In Maimonides and the Merchants, Mark R. Cohen reveals the extent of even further pragmatic revisions to the halakha, or body of Jewish law, introduced by Moses Maimonides in his Mishneh Torah, the comprehensive legal code he compiled in the late twelfth century. While Maimonides insisted that he was merely restating already established legal practice, Cohen uncovers the extensive reformulations that further inscribed commerce into Jewish law. Maimonides revised Talmudic partnership regulations, created a judicial method to enable Jewish courts to enforce forms of commercial agency unknown in the Talmud, and even modified the halakha to accommodate the new use of paper for writing business contracts. Over and again, Cohen demonstrates, the language of Talmudic rulings was altered to provide Jewish merchants arranging commercial collaborations or litigating disputes with alternatives to Islamic law and the Islamic judicial system.

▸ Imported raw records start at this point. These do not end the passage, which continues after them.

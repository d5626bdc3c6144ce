//! Conventions driven by declarative member markers.

use ormkit_core::{
    ConfigurationSource, Error, Marker, MarkerKind, PropertyId, Result, StoreGeneratedPattern,
};

use super::property_marker;
use crate::LOG_TARGET;
use crate::builder::InternalModelBuilder;
use crate::convention::{ModelBuiltConvention, PropertyAddedConvention};

/// `ConcurrencyCheck` marks the property as a concurrency token.
#[derive(Debug, Clone, Copy, Default)]
pub struct ConcurrencyCheckAttributeConvention;

impl PropertyAddedConvention for ConcurrencyCheckAttributeConvention {
    fn apply(
        &self,
        builder: &mut InternalModelBuilder,
        property: PropertyId,
    ) -> Result<Option<PropertyId>> {
        if property_marker(builder.model(), property, MarkerKind::ConcurrencyCheck).is_some() {
            builder.concurrency_token(property, true, ConfigurationSource::DataAnnotation);
        }
        Ok(Some(property))
    }
}

/// `DatabaseGenerated(mode)` sets the store generation policy.
#[derive(Debug, Clone, Copy, Default)]
pub struct DatabaseGeneratedAttributeConvention;

impl PropertyAddedConvention for DatabaseGeneratedAttributeConvention {
    fn apply(
        &self,
        builder: &mut InternalModelBuilder,
        property: PropertyId,
    ) -> Result<Option<PropertyId>> {
        if let Some(Marker::DatabaseGenerated { mode }) =
            property_marker(builder.model(), property, MarkerKind::DatabaseGenerated)
        {
            builder.store_generated_pattern(
                property,
                StoreGeneratedPattern::from(mode),
                ConfigurationSource::DataAnnotation,
            );
        }
        Ok(Some(property))
    }
}

/// `Required` makes the property non-nullable.
#[derive(Debug, Clone, Copy, Default)]
pub struct RequiredAttributeConvention;

impl PropertyAddedConvention for RequiredAttributeConvention {
    fn apply(
        &self,
        builder: &mut InternalModelBuilder,
        property: PropertyId,
    ) -> Result<Option<PropertyId>> {
        if property_marker(builder.model(), property, MarkerKind::Required).is_some() {
            builder.required(property, true, ConfigurationSource::DataAnnotation);
        }
        Ok(Some(property))
    }
}

/// `Key` markers define the primary key.
///
/// Every time a marked property is added, all marked properties of the entity
/// type, in declaration order, are set as the primary key at data-annotation
/// source. A composite key obtained this way is rejected when the model is
/// built: markers on separate members cannot express key order, so a
/// composite key has to be configured explicitly.
#[derive(Debug, Clone, Copy, Default)]
pub struct KeyAttributeConvention;

impl PropertyAddedConvention for KeyAttributeConvention {
    fn apply(
        &self,
        builder: &mut InternalModelBuilder,
        property: PropertyId,
    ) -> Result<Option<PropertyId>> {
        let model = builder.model();
        if property_marker(model, property, MarkerKind::Key).is_none() {
            return Ok(Some(property));
        }
        let Some(entity_type) = model.property(property).map(|p| p.entity_type()) else {
            return Ok(None);
        };
        let Some(owner) = model.entity_type(entity_type) else {
            return Ok(None);
        };

        let mut marked: Vec<(usize, PropertyId)> = owner
            .properties()
            .iter()
            .copied()
            .filter(|p| property_marker(model, *p, MarkerKind::Key).is_some())
            .filter_map(|p| {
                let name = model.property(p)?.name();
                let index = owner.shape()?.member_index(name)?;
                Some((index, p))
            })
            .collect();
        marked.sort_by_key(|(index, _)| *index);
        let properties: Vec<_> = marked.into_iter().map(|(_, p)| p).collect();

        builder.primary_key(entity_type, &properties, ConfigurationSource::DataAnnotation)?;
        Ok(builder.model().property(property).map(|_| property))
    }
}

impl ModelBuiltConvention for KeyAttributeConvention {
    fn apply(&self, builder: &mut InternalModelBuilder) -> Result<()> {
        let model = builder.model();
        for (_, entity_type) in model.entity_types() {
            if entity_type.primary_key_source() != Some(ConfigurationSource::DataAnnotation) {
                continue;
            }
            let composite = entity_type
                .primary_key()
                .and_then(|k| model.key(k))
                .is_some_and(|k| k.is_composite());
            if composite {
                tracing::debug!(
                    target: LOG_TARGET,
                    entity_type = entity_type.name(),
                    "Composite primary key from Key markers"
                );
                return Err(Error::CompositePrimaryKeyFromDataAnnotation {
                    entity_type: entity_type.display_name().to_string(),
                });
            }
        }
        Ok(())
    }
}
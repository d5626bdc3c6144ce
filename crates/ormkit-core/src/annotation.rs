//! Ordered, source-guarded annotation store.
//!
//! Providers keep their metadata here under a namespaced key
//! (`"SqlServer:ValueGeneration"`, `"Relational:TableName"`, ...).
//! Enumeration follows insertion order; updating an annotation keeps its slot.

use serde::{Deserialize, Serialize};

use crate::source::ConfigurationSource;

/// A single named annotation.
#[derive(Debug, Clone, PartialEq, Eq, Serialize, Deserialize)]
pub struct Annotation {
    /// Namespaced key.
    pub name: String,
    /// Value.
    pub value: String,
    /// Source that last set the value.
    pub source: ConfigurationSource,
}

/// Insertion-ordered annotation map.
#[derive(Debug, Clone, Default, PartialEq, Eq, Serialize, Deserialize)]
pub struct Annotations {
    entries: Vec<Annotation>,
}

impl Annotations {
    /// Create an empty store.
    #[must_use]
    pub fn new() -> Self {
        Self::default()
    }

    /// Set `name` to `value` at `source`.
    ///
    /// Returns `false` when an existing value was set at a stronger source.
    pub fn try_set(
        &mut self,
        name: &str,
        value: impl Into<String>,
        source: ConfigurationSource,
    ) -> bool {
        if let Some(existing) = self.entries.iter_mut().find(|a| a.name == name) {
            if !source.overrides(Some(existing.source)) {
                tracing::trace!(
                    annotation = name,
                    current = %existing.source,
                    attempted = %source,
                    "Annotation write rejected"
                );
                return false;
            }
            existing.value = value.into();
            existing.source = source;
            return true;
        }
        self.entries.push(Annotation {
            name: name.to_string(),
            value: value.into(),
            source,
        });
        true
    }

    /// Whether a write of `name` at `source` would be accepted.
    #[must_use]
    pub fn can_set(&self, name: &str, source: ConfigurationSource) -> bool {
        self.get(name)
            .is_none_or(|existing| source.overrides(Some(existing.source)))
    }

    /// Remove `name` if it was not set at a stronger source than `source`.
    pub fn try_remove(&mut self, name: &str, source: ConfigurationSource) -> bool {
        let Some(idx) = self.entries.iter().position(|a| a.name == name) else {
            return false;
        };
        if !source.overrides(Some(self.entries[idx].source)) {
            return false;
        }
        self.entries.remove(idx);
        true
    }

    /// Look up an annotation.
    #[must_use]
    pub fn get(&self, name: &str) -> Option<&Annotation> {
        self.entries.iter().find(|a| a.name == name)
    }

    /// Look up an annotation value.
    #[must_use]
    pub fn value(&self, name: &str) -> Option<&str> {
        self.get(name).map(|a| a.value.as_str())
    }

    /// Iterate in insertion order.
    pub fn iter(&self) -> impl Iterator<Item = &Annotation> {
        self.entries.iter()
    }

    /// Number of annotations.
    #[must_use]
    pub fn len(&self) -> usize {
        self.entries.len()
    }

    /// True when there are no annotations.
    #[must_use]
    pub fn is_empty(&self) -> bool {
        self.entries.is_empty()
    }
}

Thanks to the business letters, legal documents, and accounts found in the manuscript stockpile known as the Cairo Geniza, we are able to reconstruct in fine detail Jewish involvement in the marketplace practices that contemporaries called "the custom of the merchants." In Maimonides and the Merchants, Cohen has written a stunning reappraisal of how these same customs inflected Jewish law as it had been passed down through the centuries.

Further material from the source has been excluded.